We are in a difficult time. We think we know exactly what we need and we pray that God will respond to our requests. Sometimes I don’t understand how God has chosen to deal with us and I wonder how God’s plan fits with what is going today. But God knows best what we need and is giving it to us even though we don’t understand. This week my niece posted something on her Facebook page. I was surprised because I don’t often hear her speak about her faith. You may have seen this from another source. I am not suggesting what I am about to read is God’s current plan for us. But it does fit with the theme of turning from sin and turning to God as we heard in Ezekiel and Paul today. This is a part of what she wrote.
In three short months, just like He did with the plagues of Egypt, God has taken away everything we worship. God said, "you want to worship athletes, I will shut down the stadiums. You want to worship musicians, I will shut down Civic Centers. You want to worship actors, I will shut down theaters. You want to worship money, I will shut down the economy and collapse the stock market. You don't want to go to church and worship Me, I will make it where you can't go to church. If my people who are called by my name will humble themselves and pray and seek my face and turn from their wicked ways, then I will hear from heaven and will forgive their sin and will heal their land."
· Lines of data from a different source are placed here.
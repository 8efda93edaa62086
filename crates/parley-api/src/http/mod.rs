//! HTTP/REST API layer for Parley.
//!
//! Axum-based JSON API under `/api` with optional bearer authentication
//! and CORS support.

pub mod error;
pub mod extractors;
pub mod handlers;
pub mod router;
God’s breath gave us life when we were first born. God’s breath gives us new life when we are caught in the web of sin. God’s son, Jesus gave his last breath and rose from the dead again so that we can have eternal life. God’s breath is always there for us.
As I contemplate the breath of God, my mind turned to music for inspiration. I am touched by music, by the melodies and the words. I first thought of the hymn, Breathe on me breath of God. The words inspire us. God’s breath fills us with new life. Dear God, let me love what you love and do what you want me to do. Dear God, let your breath make my heart pure. Dear God breathe on me until my body glows with your divine fire. Dear God, breathe on me so that I may join you in eternal life.
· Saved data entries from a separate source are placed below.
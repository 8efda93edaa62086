//! Identity service: registration, login, and token verification.
//!
//! IdentityService coordinates the UserRepository, a PasswordHasher, and a
//! TokenIssuer. Passwords are only ever stored as hashes; every successful
//! register or login returns the user together with a fresh bearer token.

use chrono::{SubsecRound, Utc};
use parley_types::error::{AuthError, RepositoryError};
use parley_types::identity::{Claims, Owner, User, UserId};
use serde::Serialize;
use tracing::{debug, info};

use super::access::resolve_owner;
use super::hash::PasswordHasher;
use super::repository::UserRepository;
use super::token::TokenIssuer;

/// A user together with a freshly issued bearer token.
#[derive(Debug, Clone, Serialize)]
pub struct AuthGrant {
    pub user: User,
    pub token: String,
}

/// Registers and authenticates users and verifies their tokens.
pub struct IdentityService<U: UserRepository, H: PasswordHasher, T: TokenIssuer> {
    users: U,
    hasher: H,
    tokens: T,
}

impl<U: UserRepository, H: PasswordHasher, T: TokenIssuer> IdentityService<U, H, T> {
    /// Create a new identity service.
    pub fn new(users: U, hasher: H, tokens: T) -> Self {
        Self {
            users,
            hasher,
            tokens,
        }
    }

    /// Register a new user and sign them in.
    ///
    /// Fails with `AuthError::UsernameTaken` if the username exists, whether
    /// detected up front or by the store's uniqueness constraint.
    pub async fn register(&self, username: &str, password: &str) -> Result<AuthGrant, AuthError> {
        if self.users.find_by_username(username).await?.is_some() {
            return Err(AuthError::UsernameTaken);
        }

        let now = Utc::now().trunc_subsecs(6);
        let user = User {
            id: UserId::new(),
            username: username.to_string(),
            password_hash: self.hasher.hash_password(password).await?,
            created_at: now,
            last_login: now,
        };

        let user = match self.users.create_user(&user).await {
            Ok(user) => user,
            Err(RepositoryError::Conflict(_)) => return Err(AuthError::UsernameTaken),
            Err(e) => return Err(e.into()),
        };

        let token = self.tokens.issue(&user)?;
        info!(user_id = %user.id, "User registered");
        Ok(AuthGrant { user, token })
    }

    /// Check credentials, record the login, and issue a token.
    ///
    /// Unknown usernames and wrong passwords produce the same
    /// `AuthError::InvalidCredentials`.
    pub async fn login(&self, username: &str, password: &str) -> Result<AuthGrant, AuthError> {
        let Some(mut user) = self.users.find_by_username(username).await? else {
            debug!("Login for unknown username");
            return Err(AuthError::InvalidCredentials);
        };

        if !self.hasher.verify_password(password, &user.password_hash).await? {
            debug!(user_id = %user.id, "Login with wrong password");
            return Err(AuthError::InvalidCredentials);
        }

        // Keep last_login monotonic even if the wall clock steps backwards.
        user.last_login = Utc::now().trunc_subsecs(6).max(user.last_login);
        self.users.update_last_login(&user.id, user.last_login).await?;

        let token = self.tokens.issue(&user)?;
        info!(user_id = %user.id, "User logged in");
        Ok(AuthGrant { user, token })
    }

    /// Verify a bearer token.
    pub fn verify(&self, token: &str) -> Result<Claims, AuthError> {
        self.tokens.verify(token)
    }

    /// Resolve the owner scope from a raw `Authorization` header value.
    pub fn resolve_owner(&self, authorization: Option<&str>) -> Result<Owner, AuthError> {
        resolve_owner(authorization, &self.tokens)
    }
}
I encourage you to keep this image of God’s breath giving you life this entire week. Let me suggest that while you are sitting at home you take some time to google different songs that speak of the breath of God. God’s breath has inspired many songs.
My favorite Youtube recording of breathe on me breath of God was performed by the Hasting College Choir.
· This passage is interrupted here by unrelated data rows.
//! Application state wiring all services together.
//!
//! Services are generic over their ports; AppState pins them to the
//! concrete infra implementations.

use std::sync::Arc;

use secrecy::{ExposeSecret, SecretString};

use parley_core::chat::service::ChatService;
use parley_core::identity::service::IdentityService;
use parley_infra::config::AppConfig;
use parley_infra::crypto::password::Argon2PasswordHasher;
use parley_infra::crypto::token::HmacTokenIssuer;
use parley_infra::llm::gemini::GeminiGateway;
use parley_infra::sqlite::chat::SqliteChatRepository;
use parley_infra::sqlite::pool::DatabasePool;
use parley_infra::sqlite::user::SqliteUserRepository;

/// Concrete type aliases for the service generics pinned to infra implementations.
pub type ConcreteChatService = ChatService<SqliteChatRepository, GeminiGateway>;

pub type ConcreteIdentityService =
    IdentityService<SqliteUserRepository, Argon2PasswordHasher, HmacTokenIssuer>;

/// Shared application state handed to every handler.
#[derive(Clone)]
pub struct AppState {
    pub chat_service: Arc<ConcreteChatService>,
    pub identity_service: Arc<ConcreteIdentityService>,
    pub config: Arc<AppConfig>,
}

impl AppState {
    /// Connect to the database (running migrations) and wire services.
    pub async fn init(config: AppConfig) -> anyhow::Result<Self> {
        let db_pool = DatabasePool::new(&config.database_url).await?;
        Self::with_pool(config, db_pool)
    }

    /// Wire services on top of an already open pool.
    pub fn with_pool(config: AppConfig, db_pool: DatabasePool) -> anyhow::Result<Self> {
        let gateway = GeminiGateway::new(
            SecretString::from(config.gemini_api_key.expose_secret()),
            config.gemini_model.clone(),
            config.gateway_timeout,
        )?
        .with_base_url(config.gemini_base_url.clone());

        let chat_service = ChatService::new(SqliteChatRepository::new(db_pool.clone()), gateway);

        let tokens = HmacTokenIssuer::new(SecretString::from(config.jwt_secret.expose_secret()))
            .with_ttl(config.token_ttl_secs);
        let identity_service = IdentityService::new(
            SqliteUserRepository::new(db_pool),
            Argon2PasswordHasher::new(),
            tokens,
        );

        Ok(Self {
            chat_service: Arc::new(chat_service),
            identity_service: Arc::new(identity_service),
            config: Arc::new(config),
        })
    }
}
If you like contemporary songs listen to “Holy Spirit, Living breath of God by Keith and Kristyn Getty.
Another choice would be Breath of God by EMU music from 2015.
When I was in college I sang a spiritual called Dem bones, Dem bones, Dem dry bones. It was about Ezekiel ’s story. This week, I enjoyed the Youtube video by the Cathedrals Quartet, Dry Bones.
Finally, I would suggest you listen to Amy Grant sing Breath of Heaven.
It is about Mary the mother of Jesus and it sounded like a Christmas story. But I think you will find comfort and hope in these words she offered, “breath of heaven, Hold me together.”
“breath of heaven, Lighten my darkness, pour over me your Holiness.
That is what I need today. I need God’s breath to hold me together.
You may want to keep these songs with you in the weeks ahead. I think our road is going to be much longer and more arduous than it has been already. I encourage you to keep these words on your heart, breath of heaven, Hold me Together. Amen.